Os marxistas mudaram o nosso modo de compreender a história
Apesar dos guerreiros culturais da direita populista gostarem de acreditar que o marxismo domina as nossas universidades e instituições culturais, a verdade é que a sua presença contemporânea é bastante marginal. Hoje poucos são os académicos que aceitam acriticamente o título de “marxista”. Menos ainda são os que seguem uma linha partidária. Na disciplina da História em particular, a abordagem marxista atualmente tende a ser criticada como economicamente determinista e incapaz de dar conta da agência humana, acusada de reduzir desenvolvimentos históricos complexos aos processos imutáveis dos sistemas económicos.
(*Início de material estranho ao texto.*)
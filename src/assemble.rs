//! Stitch-and-compile workflow over a [`WorkspaceLayout`].
//!
//! Progress checkpoints:
//!
//! | % | Step |
//! |---|------|
//! | 5 | collecting records |
//! | 20 | records read, stitching |
//! | 70 | stitched, compiling |
//! | 100 | done |
//!
//! Any fatal error sets progress back to 0 before it is returned.

use crate::config::{CompileConfig, WorkspaceLayout};
use crate::error::PantheonError;
use crate::pipeline::compile::{compile, CompileJob};
use crate::pipeline::stitch::{stitch, StitchReport};
use crate::pipeline::store::ResultStore;
use crate::progress::{ProgressReporter, WorkflowHandle};
use serde::Serialize;
use std::path::PathBuf;
use tracing::{error, info};

/// What an assemble run produced.
#[derive(Debug, Clone, Serialize)]
pub struct AssembleOutput {
    pub stitch: StitchReport,
    /// The merged Markdown document.
    pub document: PathBuf,
    /// The compiled artifact; `None` when compilation was not requested.
    pub compiled: Option<PathBuf>,
}

/// Stitch every record in `layout` and, when `compiler` is given, compile
/// the result.
pub async fn assemble(
    layout: &WorkspaceLayout,
    compiler: Option<&CompileConfig>,
    reporter: &ProgressReporter,
) -> Result<AssembleOutput, PantheonError> {
    reporter.progress(5, "Collecting JSON files...");

    // The compiler runs inside the base, so every path it gets is absolute.
    let layout = layout.absolute().map_err(|source| {
        fail(
            reporter,
            PantheonError::Workspace {
                path: layout.base().to_path_buf(),
                source,
            },
        )
    })?;

    let store = ResultStore::new(layout.records_dir());
    let set = store.read_all().map_err(|e| fail(reporter, e))?;
    info!(
        "Assembling {} records from {}",
        set.records.len(),
        store.dir().display()
    );
    reporter.progress(
        20,
        format!(
            "Found {} records. Stitching...",
            set.records.len() + set.skipped.len()
        ),
    );

    let images_dir = layout.images_dir();
    let document = layout.stitched_document();
    let report = {
        let task_reporter = reporter.clone();
        let images_dir = images_dir.clone();
        let document = document.clone();
        tokio::task::spawn_blocking(move || stitch(&set, &images_dir, &document, &task_reporter))
            .await
            .map_err(|e| PantheonError::Internal(format!("stitch task failed: {e}")))
            .and_then(|r| r)
            .map_err(|e| fail(reporter, e))?
    };

    let Some(compiler) = compiler else {
        reporter.progress(100, format!("Stitched markdown: {}", document.display()));
        return Ok(AssembleOutput {
            stitch: report,
            document,
            compiled: None,
        });
    };

    reporter.progress(70, "Stitching complete. Converting to PDF...");
    let output = layout.final_document();
    let job = CompileJob {
        base: layout.base(),
        document: &document,
        resource_dir: &images_dir,
        output: &output,
    };
    compile(compiler, &job).await.map_err(|e| fail(reporter, e))?;

    reporter.progress(100, format!("PDF created: {}", output.display()));
    Ok(AssembleOutput {
        stitch: report,
        document,
        compiled: Some(output),
    })
}

/// Run [`assemble`] on a background task.
pub fn spawn_assemble(
    layout: WorkspaceLayout,
    compiler: Option<CompileConfig>,
) -> WorkflowHandle<AssembleOutput> {
    WorkflowHandle::spawn(move |reporter| async move {
        assemble(&layout, compiler.as_ref(), &reporter).await
    })
}

fn fail(reporter: &ProgressReporter, e: PantheonError) -> PantheonError {
    error!("{e}");
    let shown = e.display_diagnostic().unwrap_or_else(|| e.to_string());
    reporter.progress(0, format!("Failed: {shown}"));
    e
}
Nas interpretações mais grosseiras dos escritos de Marx, qualquer ideologia, lei, política, cultura e sociedade civil é redutível a uma forma de maquilhagem da base económica; o estudo do desenvolvimento histórico transforma-se numa ciência inalterável, unicamente acessível mediante a compreensão marxista da exploração económica.
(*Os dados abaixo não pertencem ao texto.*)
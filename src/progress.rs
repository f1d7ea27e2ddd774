//! Progress and status events for batch and stitch runs.
//!
//! Both workflows run on a background task and report back through an
//! unbounded `tokio::sync::mpsc` channel of [`ProgressEvent`]s. Events are
//! sent in the order the work produces them; delivery is asynchronous, so a
//! receiver may observe them some time after the corresponding step finished.
//!
//! # Example
//!
//! ```rust
//! use pantheon_ocr::progress::{ProgressEvent, ProgressReporter};
//!
//! let (reporter, mut rx) = ProgressReporter::channel();
//! reporter.progress(25, "Converted scan_01.png");
//! drop(reporter);
//!
//! let first = rx.try_recv().unwrap();
//! assert_eq!(first, ProgressEvent::Progress { percent: 25, message: "Converted scan_01.png".into() });
//! ```

use crate::error::PantheonError;
use serde::Serialize;
use std::future::Future;
use tokio::sync::mpsc::{self, UnboundedReceiver, UnboundedSender};
use tokio::task::JoinHandle;
use tokio_stream::wrappers::UnboundedReceiverStream;

/// One notification from a running workflow.
#[derive(Debug, Clone, PartialEq, Eq, Serialize)]
pub enum ProgressEvent {
    /// Overall completion moved to `percent` (0–100).
    Progress { percent: u8, message: String },
    /// Informational status line.
    Status(String),
    /// A unit (item, record, image) failed and was skipped.
    Warning(String),
}

/// The four sub-steps every batch item goes through, each worth a quarter of
/// the item's share of the progress range.
#[derive(Debug, Clone, Copy, PartialEq, Eq, Serialize)]
pub enum Stage {
    Normalize,
    Encode,
    Submit,
    Persist,
}

impl Stage {
    /// 1-based position within the item.
    pub fn ordinal(self) -> usize {
        match self {
            Stage::Normalize => 1,
            Stage::Encode => 2,
            Stage::Submit => 3,
            Stage::Persist => 4,
        }
    }

    pub fn label(self) -> &'static str {
        match self {
            Stage::Normalize => "Converted",
            Stage::Encode => "Encoded",
            Stage::Submit => "OCR received for",
            Stage::Persist => "OCR data saved for",
        }
    }
}

const STAGES_PER_ITEM: usize = 4;

/// Sending half of a progress channel.
///
/// Cheap to clone. Sending never fails: once the receiver is gone events are
/// dropped, because a caller that stops listening must not stop the work.
#[derive(Debug, Clone, Default)]
pub struct ProgressReporter {
    tx: Option<UnboundedSender<ProgressEvent>>,
}

impl ProgressReporter {
    /// A connected reporter and the receiver for its events.
    pub fn channel() -> (Self, UnboundedReceiver<ProgressEvent>) {
        let (tx, rx) = mpsc::unbounded_channel();
        (Self { tx: Some(tx) }, rx)
    }

    /// A reporter that discards everything.
    pub fn disabled() -> Self {
        Self { tx: None }
    }

    pub fn send(&self, event: ProgressEvent) {
        if let Some(ref tx) = self.tx {
            let _ = tx.send(event);
        }
    }

    pub fn progress(&self, percent: u8, message: impl Into<String>) {
        self.send(ProgressEvent::Progress {
            percent: percent.min(100),
            message: message.into(),
        });
    }

    pub fn status(&self, message: impl Into<String>) {
        self.send(ProgressEvent::Status(message.into()));
    }

    pub fn warning(&self, message: impl Into<String>) {
        self.send(ProgressEvent::Warning(message.into()));
    }
}

/// Progress state owned by one batch run.
///
/// Every item owns an equal share of 0–100 and each [`Stage`] a quarter of
/// that share. Reported values never decrease.
#[derive(Debug, Clone)]
pub struct BatchProgress {
    total: usize,
    last: u8,
}

impl BatchProgress {
    pub fn new(total: usize) -> Self {
        Self { total, last: 0 }
    }

    /// Percentage once `stage` of item `index` (0-based) has completed.
    pub fn after_stage(&mut self, index: usize, stage: Stage) -> u8 {
        let steps_done = index * STAGES_PER_ITEM + stage.ordinal();
        self.advance(steps_done, self.total * STAGES_PER_ITEM)
    }

    /// Percentage at the end of item `index`, however it ended.
    pub fn item_done(&mut self, index: usize) -> u8 {
        self.advance(index + 1, self.total)
    }

    /// Force completion.
    pub fn finish(&mut self) -> u8 {
        self.last = 100;
        self.last
    }

    pub fn current(&self) -> u8 {
        self.last
    }

    fn advance(&mut self, done: usize, out_of: usize) -> u8 {
        let pct = if out_of == 0 {
            100
        } else {
            (done.min(out_of) * 100 / out_of) as u8
        };
        self.last = self.last.max(pct);
        self.last
    }
}

/// Progress events as a `Stream`.
pub type ProgressStream = UnboundedReceiverStream<ProgressEvent>;

/// A workflow running on a background task plus the receiving end of its
/// progress channel.
///
/// Drain [`WorkflowHandle::events`] until it yields `None` (the task has
/// finished and dropped its reporter), then call [`WorkflowHandle::finish`].
#[derive(Debug)]
pub struct WorkflowHandle<T> {
    pub events: UnboundedReceiver<ProgressEvent>,
    task: JoinHandle<Result<T, PantheonError>>,
}

impl<T: Send + 'static> WorkflowHandle<T> {
    /// Spawn `work` on the tokio runtime with a fresh reporter.
    pub fn spawn<F, Fut>(work: F) -> Self
    where
        F: FnOnce(ProgressReporter) -> Fut,
        Fut: Future<Output = Result<T, PantheonError>> + Send + 'static,
    {
        let (reporter, events) = ProgressReporter::channel();
        let task = tokio::spawn(work(reporter));
        Self { events, task }
    }

    /// Wait for the workflow's result. Pending events are discarded.
    pub async fn finish(self) -> Result<T, PantheonError> {
        join(self.task).await
    }

    /// Split into an event stream and the task's join handle.
    pub fn into_parts(self) -> (ProgressStream, JoinHandle<Result<T, PantheonError>>) {
        (UnboundedReceiverStream::new(self.events), self.task)
    }
}

/// Await a workflow task, mapping a panic or cancellation to
/// [`PantheonError::Internal`].
pub async fn join<T>(task: JoinHandle<Result<T, PantheonError>>) -> Result<T, PantheonError> {
    task.await
        .map_err(|e| PantheonError::Internal(format!("workflow task failed: {e}")))?
}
Esta abordagem pode ter sido defendida pelos teóricos marxistas mais dogmáticos e menos perspicazes mas foi desafiada apaixonadamente por alguns dos historiadores mais importantes do século XX. Reunidos primeiro no Grupo de Historiadores do Partido Comunista, os historiadores marxistas britânicos (entre as suas figuras cimeiras estavam Maurice Dobb, Rodney Hilton, Christopher Hill, Eric Hobsbawm e E. P. Thompson) tiveram grandes ambições tanto no mundo da investigação histórica quanto no do ativismo político. Pretendiam superar o modelo vulgar de base-superestrutura, que atrasava a teoria marxista, ampliar o conceito de classe na nossa compreensão do passado e recuperar as lutas e as ideias esquecidas das classes trabalhadoras. Como demonstra a nova edição do clássico estudo de Harvey Kaye de 1984, os historiadores marxistas britânicos foram autores de uma importante tradição teórica muito mais matizada do que admitem os seus detratores, uma tradição que ainda tem muito a ensinar-nos sobre o estudo da história e sobre o valor deste estudo para a política radical contemporânea.
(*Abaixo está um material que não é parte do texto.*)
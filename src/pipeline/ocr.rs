//! OCR service client: submit one document, get one structured result.
//!
//! [`OcrService`] is the seam the batch orchestrator talks to;
//! [`MistralOcrClient`] is the production implementation. Tests plug in their
//! own service.
//!
//! The service's JSON response enters the crate's data model in exactly one
//! place, [`to_record`]. Anything that does not fit the record shape is
//! reported as a [`SerializationError`] so the caller can decide what to
//! persist instead.
//!
//! No retries happen here: one failed submission is final for that item.

use crate::config::PipelineConfig;
use crate::error::{PantheonError, SerializationError, ServiceError};
use crate::pipeline::encode::DocumentPayload;
use crate::record::{EmbeddedImage, OcrRecord, Page};
use serde::{Deserialize, Serialize};
use serde_json::Value;
use std::time::Duration;
use tracing::{debug, info};

/// A document-OCR backend.
#[async_trait::async_trait]
pub trait OcrService: Send + Sync {
    /// Short identifier used in logs.
    fn name(&self) -> &str;

    /// Submit one document and return the service's raw JSON response.
    async fn submit(&self, payload: &DocumentPayload) -> Result<Value, ServiceError>;
}

/// Mistral OCR over HTTPS.
pub struct MistralOcrClient {
    api_key: String,
    endpoint: String,
    model: String,
    include_image_base64: bool,
    client: reqwest::Client,
}

impl std::fmt::Debug for MistralOcrClient {
    fn fmt(&self, f: &mut std::fmt::Formatter<'_>) -> std::fmt::Result {
        f.debug_struct("MistralOcrClient")
            .field("endpoint", &self.endpoint)
            .field("model", &self.model)
            .field("include_image_base64", &self.include_image_base64)
            .finish_non_exhaustive()
    }
}

impl MistralOcrClient {
    /// Build a client reading the API key from `config.api_key_env`.
    ///
    /// A missing or empty key yields [`PantheonError::OcrUnavailable`]; callers
    /// can keep running with OCR disabled.
    pub fn from_env(config: &PipelineConfig) -> Result<Self, PantheonError> {
        let api_key = std::env::var(&config.api_key_env)
            .ok()
            .filter(|k| !k.trim().is_empty())
            .ok_or_else(|| PantheonError::OcrUnavailable {
                hint: format!("{} not set. OCR disabled.", config.api_key_env),
            })?;
        Self::new(api_key, config)
    }

    /// Build a client with an explicit API key.
    pub fn new(api_key: impl Into<String>, config: &PipelineConfig) -> Result<Self, PantheonError> {
        let client = reqwest::Client::builder()
            .timeout(Duration::from_secs(config.api_timeout_secs))
            .build()
            .map_err(|e| PantheonError::OcrUnavailable {
                hint: format!("HTTP client: {e}"),
            })?;
        Ok(Self {
            api_key: api_key.into(),
            endpoint: config.ocr_endpoint(),
            model: config.model.clone(),
            include_image_base64: config.include_image_base64,
            client,
        })
    }
}

// ── Wire types ──────────────────────────────────────────────────────────────

#[derive(Debug, Serialize)]
struct OcrRequest<'a> {
    model: &'a str,
    document: DocumentSource<'a>,
    include_image_base64: bool,
}

#[derive(Debug, Serialize)]
#[serde(tag = "type", rename_all = "snake_case")]
enum DocumentSource<'a> {
    DocumentUrl { document_url: &'a str },
}

#[derive(Deserialize)]
struct OcrResponse {
    pages: Vec<OcrResponsePage>,
    #[serde(default)]
    model: Option<String>,
}

#[derive(Deserialize)]
struct OcrResponsePage {
    markdown: String,
    #[serde(default)]
    images: Vec<OcrResponseImage>,
}

#[derive(Deserialize)]
struct OcrResponseImage {
    id: String,
    #[serde(default)]
    image_base64: Option<String>,
}

#[async_trait::async_trait]
impl OcrService for MistralOcrClient {
    fn name(&self) -> &str {
        "mistral_ocr"
    }

    async fn submit(&self, payload: &DocumentPayload) -> Result<Value, ServiceError> {
        let body = OcrRequest {
            model: &self.model,
            document: DocumentSource::DocumentUrl {
                document_url: &payload.document_url,
            },
            include_image_base64: self.include_image_base64,
        };

        info!("MistralOcrClient: calling OCR API ({})", self.model);

        let resp = self
            .client
            .post(&self.endpoint)
            .bearer_auth(&self.api_key)
            .json(&body)
            .send()
            .await
            .map_err(|e| ServiceError::Network(e.to_string()))?;

        let status = resp.status();
        let text = resp
            .text()
            .await
            .map_err(|e| ServiceError::Network(e.to_string()))?;

        if !status.is_success() {
            return Err(classify_status(status.as_u16(), text));
        }

        debug!(
            "MistralOcrClient: raw response ({} bytes): {}",
            text.len(),
            text.chars().take(300).collect::<String>()
        );
        serde_json::from_str(&text).map_err(|e| ServiceError::MalformedResponse(e.to_string()))
    }
}

/// Map a non-success HTTP status to a [`ServiceError`].
pub fn classify_status(status: u16, body: String) -> ServiceError {
    match status {
        401 | 403 => ServiceError::Unauthorized { status, body },
        429 => ServiceError::QuotaExceeded { body },
        _ => ServiceError::Http { status, body },
    }
}

/// Map a raw OCR response onto the persisted record shape.
///
/// Pages keep service order. Images the service returned without inline data
/// are left out, since there is nothing to extract for them.
pub fn to_record(response: Value) -> Result<OcrRecord, SerializationError> {
    let parsed: OcrResponse = serde_json::from_value(response).map_err(|e| SerializationError {
        detail: e.to_string(),
    })?;

    let pages = parsed
        .pages
        .into_iter()
        .map(|page| Page {
            markdown: page.markdown,
            images: page
                .images
                .into_iter()
                .filter_map(|img| {
                    img.image_base64.map(|data| EmbeddedImage {
                        id: img.id,
                        image_base64: data,
                    })
                })
                .collect(),
        })
        .collect();

    Ok(OcrRecord {
        pages,
        model: parsed.model,
        error: None,
        details: None,
    })
}

#[cfg(test)]
mod tests {
    use super::*;
    use serde_json::json;

    #[test]
    fn request_wire_shape() {
        let body = OcrRequest {
            model: "mistral-ocr-latest",
            document: DocumentSource::DocumentUrl {
                document_url: "data:application/pdf;base64,AAAA",
            },
            include_image_base64: true,
        };
        assert_eq!(
            serde_json::to_value(&body).unwrap(),
            json!({
                "model": "mistral-ocr-latest",
                "document": { "type": "document_url", "document_url": "data:application/pdf;base64,AAAA" },
                "include_image_base64": true
            })
        );
    }

    #[test]
    fn response_maps_to_record() {
        let response = json!({
            "pages": [
                { "index": 0, "markdown": "# Title\n![img-0.jpeg](img-0.jpeg)",
                  "images": [ { "id": "img-0.jpeg", "top_left_x": 1, "image_base64": "data:image/jpeg;base64,AAAA" },
                              { "id": "img-1.jpeg" } ],
                  "dimensions": { "dpi": 200, "height": 100, "width": 100 } },
                { "index": 1, "markdown": "" }
            ],
            "model": "mistral-ocr-2505",
            "usage_info": { "pages_processed": 2 }
        });
        let record = to_record(response).expect("maps");
        assert_eq!(record.pages.len(), 2);
        assert_eq!(record.pages[0].images.len(), 1);
        assert_eq!(record.pages[0].images[0].id, "img-0.jpeg");
        assert!(record.pages[1].images.is_empty());
        assert_eq!(record.model.as_deref(), Some("mistral-ocr-2505"));
        assert!(!record.is_error_marker());
    }

    #[test]
    fn wrong_shape_is_a_serialization_error() {
        assert!(to_record(json!({ "object": "error", "message": "nope" })).is_err());
        assert!(to_record(json!([1, 2, 3])).is_err());
        assert!(to_record(json!({ "pages": [ { "markdown": 5 } ] })).is_err());
    }

    #[test]
    fn status_classification() {
        assert!(matches!(classify_status(401, String::new()), ServiceError::Unauthorized { .. }));
        assert!(matches!(classify_status(403, String::new()), ServiceError::Unauthorized { .. }));
        assert!(matches!(classify_status(429, String::new()), ServiceError::QuotaExceeded { .. }));
        assert!(matches!(
            classify_status(500, "boom".into()),
            ServiceError::Http { status: 500, .. }
        ));
    }

    #[test]
    fn missing_key_disables_client() {
        let config = PipelineConfig::builder()
            .api_key_env("PANTHEON_TEST_KEY_THAT_IS_NEVER_SET")
            .build()
            .unwrap();
        let err = MistralOcrClient::from_env(&config).unwrap_err();
        assert!(matches!(err, PantheonError::OcrUnavailable { .. }));
        assert!(err.to_string().contains("PANTHEON_TEST_KEY_THAT_IS_NEVER_SET"));
    }

    #[test]
    fn explicit_key_builds_client() {
        let client = MistralOcrClient::new("sk-test", &PipelineConfig::default()).unwrap();
        assert_eq!(client.name(), "mistral_ocr");
        let dbg = format!("{client:?}");
        assert!(!dbg.contains("sk-test"), "API key must not leak into Debug");
    }
}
Como demonstra Kaye, os historiadores marxistas britânicos trouxeram-nos contribuições tanto académicas quanto políticas. No nível mais básico, expandiram os horizontes da investigação, da escrita e da compreensão históricas. Durante demasiado tempo a história tinha estado limitada ao estudo das elites políticas dominantes, às campanhas militares e às intrigas diplomáticas. Quase nunca se registava a vida da gente comum. Ao expandir o alcance tradicional da investigação histórica, os historiadores marxistas britânicos tentavam descobrir uma “totalidade social” do passado mais complexa e representativa. Maurice Dobb, por exemplo, deslocou o estudo da história económica para uma definição mais abrangente do capitalismo como relação social historicamente específica, iniciando a abordagem interdisciplinar que atualmente domina a academia. Esta expansão do âmbito da história por sua vez levou ao conceito politicamente mais potente desta tradição: a história a partir de baixo.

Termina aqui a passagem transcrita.